In this article, we will introduce enumeration—a strategy that solves problems by guessing answers based on existing knowledge. Essentially, enumeration means trying out each candidate in a set of possibilities and then checking if that candidate meets the specified conditions.

Introduction

Enumeration (from the word “enumerate”) is a method where you systematically try every possible option until you find the correct answer. It’s a straightforward strategy, but it requires careful planning to manage the number of options you need to check.

Key Points

1. Determine the Solution Space

Before you start coding, build a clear mathematical model of the problem. Ask yourself:

• What are the possible cases?
• Which elements need to be enumerated?

Creating a concise model helps you understand exactly what to try during enumeration.

2. Reduce the Search Space

You should carefully think about the range of values to consider. Do you really need to go through every option? Narrowing your search space is essential to avoid unnecessary computational work.

3. Choose a Suitable Enumeration Order

Depending on the problem, the order in which you check possibilities can make a big difference. For example, if the task is to find the largest prime that meets certain criteria, beginning your search from the largest values might be more efficient.

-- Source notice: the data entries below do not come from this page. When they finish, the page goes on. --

//! Units of work and panic isolation
//!
//! A `Task` is the opaque, zero-argument callback handed to the delay
//! queue or the worker pool. Whoever runs it goes through `run_isolated`
//! so a panicking callback never unwinds into a poller or worker loop.

use std::any::Any;
use std::fmt;
use std::panic::{self, AssertUnwindSafe};
use std::sync::atomic::{AtomicU64, Ordering};

use crate::error::{DTaskError, DTaskResult};

/// Fire-and-forget unit of work
pub type Task = Box<dyn FnOnce() + Send + 'static>;

/// Process-unique id of a pool submission
#[derive(Debug, Clone, Copy, PartialEq, Eq, Hash, PartialOrd, Ord)]
pub struct TaskId(u64);

impl TaskId {
    /// Allocate the next id
    #[inline]
    pub fn next() -> Self {
        static COUNTER: AtomicU64 = AtomicU64::new(1);
        TaskId(COUNTER.fetch_add(1, Ordering::Relaxed))
    }
}

impl fmt::Display for TaskId {
    fn fmt(&self, f: &mut fmt::Formatter<'_>) -> fmt::Result {
        write!(f, "task-{}", self.0)
    }
}

/// Extract a readable message from a panic payload
pub fn panic_message(payload: &(dyn Any + Send)) -> String {
    if let Some(s) = payload.downcast_ref::<&'static str>() {
        (*s).to_string()
    } else if let Some(s) = payload.downcast_ref::<String>() {
        s.clone()
    } else {
        "non-string panic payload".to_string()
    }
}

/// Run a task, converting a panic into `DTaskError::CallbackFailed`
///
/// The caller decides how to report the failure; the task is never retried.
pub fn run_isolated(task: Task) -> DTaskResult<()> {
    panic::catch_unwind(AssertUnwindSafe(task)).map_err(|payload| DTaskError::CallbackFailed {
        message: panic_message(&*payload),
    })
}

Example: Counting Pairs that Sum to Zero

Consider this problem: Given an array of distinct numbers, count the number of pairs whose sum is zero.

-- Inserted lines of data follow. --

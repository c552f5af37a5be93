//! # dtask-core
//!
//! Core types for the dtask deferred scheduler.
//!
//! This crate is platform-agnostic and spawns no threads.
//! The timer poller, worker pool and scheduler live in `dtask-runtime`.
//!
//! ## Modules
//!
//! - `error` - Error enum shared by every dtask crate
//! - `task` - Task type, task ids and panic isolation
//! - `env` - Environment variable utilities

pub mod error;
pub mod task;
pub mod env;

// Re-exports for convenience
pub use error::{DTaskError, DTaskResult};
pub use task::{panic_message, run_isolated, Task, TaskId};
pub use env::{env_get, env_get_millis, env_get_opt};

/// Limits shared by the runtime
pub mod constants {
    /// Maximum worker threads per pool
    pub const MAX_WORKERS: usize = 256;

    /// Maximum work queue capacity per pool
    pub const MAX_QUEUE_CAPACITY: usize = 1 << 20;
}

A straightforward approach is to check every possible pair. For example:

for i in range(n):
    for j in range(n):
        if a[i] + a[j] == 0:
            ans += 1

However, notice that each valid pair is counted twice because if (a, b) is a valid pair, then (b, a) will also be counted. We can avoid this redundancy by ensuring we only count each pair once, such as by enforcing an order on the indices:

for i in range(n):
    for j in range(i):
        if a[i] + a[j] == 0:
            ans += 1

This small change limits the inner loop’s range and reduces the overall number of checks, thus saving time.

Further Optimization

Is it necessary to explicitly check both numbers in a pair? Often, determining one number completely specifies what the other number must be. If you can quickly check whether the required partner exists, you can eliminate the inner loop entirely.

In problems where the data range permits, you can use a bucket (a frequency or presence array) to record which numbers have already been seen. For example:

met = [False] * (MAXN * 2 + 1)
for i in range(n):
    if met[MAXN - a[i]]:
        ans += 1
    met[a[i] + MAXN] = True

In the code above, the bucket helps us quickly determine if the counterpart of the current number (so that their sum equals zero) has been encountered already. This optimization reduces the time complexity significantly.

Complexity Analysis

• Time Complexity: The optimized approach only needs a single pass through the array, achieving a time complexity of

  $$O(n)$$

  when n is large.

• Space Complexity: The extra space used depends on the range of the input values, approximately $O(n + \max\{|x|: x \in a\}).$

Exercises

Try tackling the following challenge:

• Write an algorithm to solve the "Lights Out Problem" using enumeration and optimized search techniques.

By applying these enumeration strategies and optimizations, you can design algorithms that efficiently explore the solution space while avoiding unnecessary computations. Happy coding!